A Novel Model for Ship Trajectory Anomaly Detection Based on Gaussian Mixture Variational Autoencoder

Abstract

The use of traditional methods in anomaly detection of multi-class ship trajectories showed some limitations in terms of robustness and learning ability of trajectory features. In view of this, an anomaly detection model for ship trajectory data based on Gaussian Mixture Variational Autoencoder (GMVAE) is proposed in this study using an unsupervised classification method. The proposed model modifies Variational Autoencoder (VAE) by changing the inferential distribution of prior distribution and approximate posterior to the Gaussian mixture model. A high-dimensional hidden space is constructed to learn the features of multi-class trajectory data, and the Dynamic Time Warping (DTW) method is applied to measure the error between the reconstructed trajectory and the original trajectory in order to judge whether the ship trajectory is abnormal.

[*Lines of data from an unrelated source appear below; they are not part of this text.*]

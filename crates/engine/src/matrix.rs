//! Sparse item x user interaction matrices
//!
//! Stored as compressed rows over items plus a transposed copy over users, so
//! both ALS half-steps and per-user masking read contiguous slices. Memory is
//! proportional to the number of stored cells.

use crate::aggregate::PartitionTable;
use tracing::debug;
use venue_recs_core::{RecommenderError, Result};

/// Default confidence multiplier applied to raw purchase counts
pub const DEFAULT_ALPHA: f32 = 40.0;

/// Borrowed compressed-row view
#[derive(Debug, Clone, Copy)]
pub struct CsrView<'a> {
    indptr: &'a [usize],
    indices: &'a [usize],
    data: &'a [f32],
}

impl<'a> CsrView<'a> {
    pub fn n_rows(&self) -> usize {
        self.indptr.len().saturating_sub(1)
    }

    /// Column indices (ascending) and weights of one row
    pub fn row(&self, row: usize) -> (&'a [usize], &'a [f32]) {
        let (start, end) = (self.indptr[row], self.indptr[row + 1]);
        (&self.indices[start..end], &self.data[start..end])
    }
}

#[derive(Debug, Clone, PartialEq)]
struct Csr {
    indptr: Vec<usize>,
    indices: Vec<usize>,
    data: Vec<f32>,
}

impl Csr {
    fn view(&self) -> CsrView<'_> {
        CsrView {
            indptr: &self.indptr,
            indices: &self.indices,
            data: &self.data,
        }
    }

    /// Build from triplets sorted by (row, col) with no duplicates
    fn from_sorted(n_rows: usize, cells: &[(usize, usize, f32)]) -> Self {
        let mut indptr = vec![0usize; n_rows + 1];
        for &(row, _, _) in cells {
            indptr[row + 1] += 1;
        }
        for row in 0..n_rows {
            indptr[row + 1] += indptr[row];
        }

        Self {
            indptr,
            indices: cells.iter().map(|&(_, col, _)| col).collect(),
            data: cells.iter().map(|&(_, _, w)| w).collect(),
        }
    }

    fn transpose(&self, n_cols: usize) -> Self {
        let nnz = self.indices.len();
        let mut indptr = vec![0usize; n_cols + 1];
        for &col in &self.indices {
            indptr[col + 1] += 1;
        }
        for col in 0..n_cols {
            indptr[col + 1] += indptr[col];
        }

        let mut indices = vec![0usize; nnz];
        let mut data = vec![0.0f32; nnz];
        let mut next = indptr[..n_cols].to_vec();
        for row in 0..self.indptr.len() - 1 {
            for idx in self.indptr[row]..self.indptr[row + 1] {
                let col = self.indices[idx];
                indices[next[col]] = row;
                data[next[col]] = self.data[idx];
                next[col] += 1;
            }
        }

        Self {
            indptr,
            indices,
            data,
        }
    }
}

/// Sparse `[item_id, user_id] -> weight` matrix for one partition
#[derive(Debug, Clone, PartialEq)]
pub struct InteractionMatrix {
    n_items: usize,
    n_users: usize,
    by_item: Csr,
    by_user: Csr,
}

impl InteractionMatrix {
    /// Matrix with shape `(0, 0)`
    pub fn empty() -> Self {
        let csr = Csr::from_sorted(0, &[]);
        Self {
            n_items: 0,
            n_users: 0,
            by_user: csr.clone(),
            by_item: csr,
        }
    }

    /// Build from `(item_id, user_id, weight)` triplets in one pass
    ///
    /// Duplicate cells are summed and zero-weight cells are dropped, so every
    /// stored cell stands for at least one purchase.
    ///
    /// # Errors
    ///
    /// `InvalidInput` for an out-of-range index or a negative or non-finite weight.
    pub fn from_triplets<I>(n_items: usize, n_users: usize, triplets: I) -> Result<Self>
    where
        I: IntoIterator<Item = (usize, usize, f32)>,
    {
        let triplets = triplets.into_iter();
        let mut cells: Vec<(usize, usize, f32)> = Vec::with_capacity(triplets.size_hint().0);

        for (item, user, weight) in triplets {
            if item >= n_items || user >= n_users {
                return Err(RecommenderError::InvalidInput(format!(
                    "cell ({}, {}) outside {} x {} matrix",
                    item, user, n_items, n_users
                )));
            }
            if !weight.is_finite() || weight < 0.0 {
                return Err(RecommenderError::InvalidInput(format!(
                    "weight {} at ({}, {}) must be finite and non-negative",
                    weight, item, user
                )));
            }
            cells.push((item, user, weight));
        }

        cells.sort_by(|a, b| (a.0, a.1).cmp(&(b.0, b.1)));
        cells.dedup_by(|next, kept| {
            if (next.0, next.1) == (kept.0, kept.1) {
                kept.2 += next.2;
                true
            } else {
                false
            }
        });
        cells.retain(|&(_, _, w)| w > 0.0);

        let by_item = Csr::from_sorted(n_items, &cells);
        let by_user = by_item.transpose(n_users);

        Ok(Self {
            n_items,
            n_users,
            by_item,
            by_user,
        })
    }

    /// `(rows, cols)` = `(items, users)`
    pub fn shape(&self) -> (usize, usize) {
        (self.n_items, self.n_users)
    }

    pub fn n_items(&self) -> usize {
        self.n_items
    }

    pub fn n_users(&self) -> usize {
        self.n_users
    }

    /// Number of stored cells
    pub fn nnz(&self) -> usize {
        self.by_item.data.len()
    }

    pub fn is_empty(&self) -> bool {
        self.n_items == 0 || self.n_users == 0
    }

    /// Item-major rows (one per item, columns are users)
    pub fn by_item(&self) -> CsrView<'_> {
        self.by_item.view()
    }

    /// User-major rows (one per user, columns are items)
    pub fn by_user(&self) -> CsrView<'_> {
        self.by_user.view()
    }

    /// Items the user has purchased, ascending, with their weights
    ///
    /// Empty for a user id outside the matrix.
    pub fn user_items(&self, user_id: usize) -> (&[usize], &[f32]) {
        if user_id >= self.n_users {
            return (&[], &[]);
        }
        self.by_user().row(user_id)
    }

    /// Whether the user has at least one purchase in this matrix
    pub fn has_user(&self, user_id: usize) -> bool {
        !self.user_items(user_id).0.is_empty()
    }

    pub fn get(&self, item_id: usize, user_id: usize) -> f32 {
        if item_id >= self.n_items {
            return 0.0;
        }
        let (users, weights) = self.by_item().row(item_id);
        users
            .binary_search(&user_id)
            .map(|pos| weights[pos])
            .unwrap_or(0.0)
    }

    /// Sum of all stored weights, accumulated in f64
    pub fn weight_sum(&self) -> f64 {
        self.by_item.data.iter().map(|&w| f64::from(w)).sum()
    }

    /// `(item_id, user_id, weight)` for every stored cell, item-major
    pub fn iter(&self) -> impl Iterator<Item = (usize, usize, f32)> + '_ {
        let view = self.by_item();
        (0..self.n_items).flat_map(move |item| {
            let (users, weights) = view.row(item);
            users
                .iter()
                .zip(weights)
                .map(move |(&user, &weight)| (item, user, weight))
        })
    }
}

/// Build the item x user matrix for one partition
///
/// Weights are `count * alpha`. The shape is
/// `(max_item_id + 1, max_user_id_in_partition + 1)`, or `(0, 0)` for a
/// partition without purchases.
///
/// # Errors
///
/// `ConfigurationError` when `alpha` is not a positive finite number.
pub fn build_interaction_matrix(table: &PartitionTable, alpha: f32) -> Result<InteractionMatrix> {
    if !alpha.is_finite() || alpha <= 0.0 {
        return Err(RecommenderError::config(
            format!("alpha must be a positive finite number, got {}", alpha),
            "VENUE_RECS_ALPHA",
        ));
    }

    let Some(max_user_id) = table.max_user_id() else {
        debug!(partition = %table.partition, "No purchases; building empty matrix");
        return Ok(InteractionMatrix::empty());
    };
    let n_items = table
        .records
        .iter()
        .map(|r| r.item_id + 1)
        .max()
        .unwrap_or(0)
        .max(table.items.len());

    let matrix = InteractionMatrix::from_triplets(
        n_items,
        max_user_id + 1,
        table
            .records
            .iter()
            .map(|r| (r.item_id, r.user_id, r.count as f32 * alpha)),
    )?;

    debug!(
        partition = %table.partition,
        items = matrix.n_items(),
        users = matrix.n_users(),
        nnz = matrix.nnz(),
        "Built interaction matrix"
    );

    Ok(matrix)
}

#[cfg(test)]
mod tests {
    use super::*;
    use crate::aggregate::{aggregate, TransactionRow};

    #[test]
    fn test_from_triplets_sums_duplicates_and_drops_zeros() {
        let matrix = InteractionMatrix::from_triplets(
            3,
            2,
            vec![(0, 0, 40.0), (0, 1, 0.0), (2, 1, 40.0), (2, 1, 40.0)],
        )
        .unwrap();

        assert_eq!(matrix.shape(), (3, 2));
        assert_eq!(matrix.nnz(), 2);
        assert_eq!(matrix.get(0, 0), 40.0);
        assert_eq!(matrix.get(0, 1), 0.0);
        assert_eq!(matrix.get(2, 1), 80.0);
        assert_eq!(matrix.get(1, 0), 0.0);
    }

    #[test]
    fn test_from_triplets_rejects_bad_cells() {
        let out_of_range = InteractionMatrix::from_triplets(2, 2, vec![(2, 0, 1.0)]);
        assert!(matches!(
            out_of_range,
            Err(RecommenderError::InvalidInput(_))
        ));

        let negative = InteractionMatrix::from_triplets(2, 2, vec![(0, 0, -1.0)]);
        assert!(matches!(negative, Err(RecommenderError::InvalidInput(_))));

        let nan = InteractionMatrix::from_triplets(2, 2, vec![(0, 0, f32::NAN)]);
        assert!(matches!(nan, Err(RecommenderError::InvalidInput(_))));
    }

    #[test]
    fn test_user_view_matches_item_view() {
        let matrix = InteractionMatrix::from_triplets(
            3,
            3,
            vec![(0, 0, 1.0), (1, 0, 2.0), (2, 2, 3.0), (1, 2, 4.0)],
        )
        .unwrap();

        assert_eq!(matrix.user_items(0), (&[0usize, 1][..], &[1.0f32, 2.0][..]));
        assert_eq!(matrix.user_items(2), (&[1usize, 2][..], &[4.0f32, 3.0][..]));
        assert!(!matrix.has_user(1));
        assert!(!matrix.has_user(7));

        let cells: Vec<_> = matrix.iter().collect();
        assert_eq!(
            cells,
            vec![(0, 0, 1.0), (1, 0, 2.0), (1, 2, 4.0), (2, 2, 3.0)]
        );
    }

    #[test]
    fn test_build_applies_alpha() {
        let rows = vec![
            TransactionRow::new("a", "Food", "Fries"),
            TransactionRow::new("a", "Food", "Fries"),
            TransactionRow::new("b", "Food", "Burger"),
            TransactionRow::new("b", "Retail", "Cap"),
            TransactionRow::new("c", "Wine", "Rose"),
        ];
        let aggregated = aggregate(&rows);
        let matrix = build_interaction_matrix(&aggregated.food, DEFAULT_ALPHA).unwrap();

        // users a=0, b=1 buy food; c=2 only drinks
        assert_eq!(matrix.shape(), (3, 2));
        let fries = aggregated.food.items.id_of("Fries").unwrap();
        assert_eq!(matrix.get(fries, 0), 80.0);
        assert_eq!(
            matrix.weight_sum(),
            f64::from(DEFAULT_ALPHA) * aggregated.food.total_count() as f64
        );
    }

    #[test]
    fn test_build_empty_partition() {
        let aggregated = aggregate(&[TransactionRow::new("a", "Food", "Fries")]);
        let matrix = build_interaction_matrix(&aggregated.drink, DEFAULT_ALPHA).unwrap();
        assert_eq!(matrix.shape(), (0, 0));
        assert!(matrix.is_empty());
        assert_eq!(matrix.nnz(), 0);
    }

    #[test]
    fn test_build_rejects_invalid_alpha() {
        let aggregated = aggregate(&[TransactionRow::new("a", "Food", "Fries")]);
        for alpha in [0.0, -1.0, f32::INFINITY] {
            assert!(matches!(
                build_interaction_matrix(&aggregated.food, alpha),
                Err(RecommenderError::ConfigurationError { .. })
            ));
        }
    }
}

The Automatic Identification System (AIS) data from the US coastal areas are used to verify the proposed model, and the results are compared with other commonly used models in a manually labeled dataset. The research results indicate that the detection rate of the proposed model is 91.26%, and the false alarm rate is 0.68%, which performs the best. Using the Gaussian mixture model to describe the distribution of hidden space can improve the learning ability of multi-class trajectories of VAE, thus increasing the robustness of the model. This research can provide technical support for ship trajectory data analysis and risk management of maritime transportation.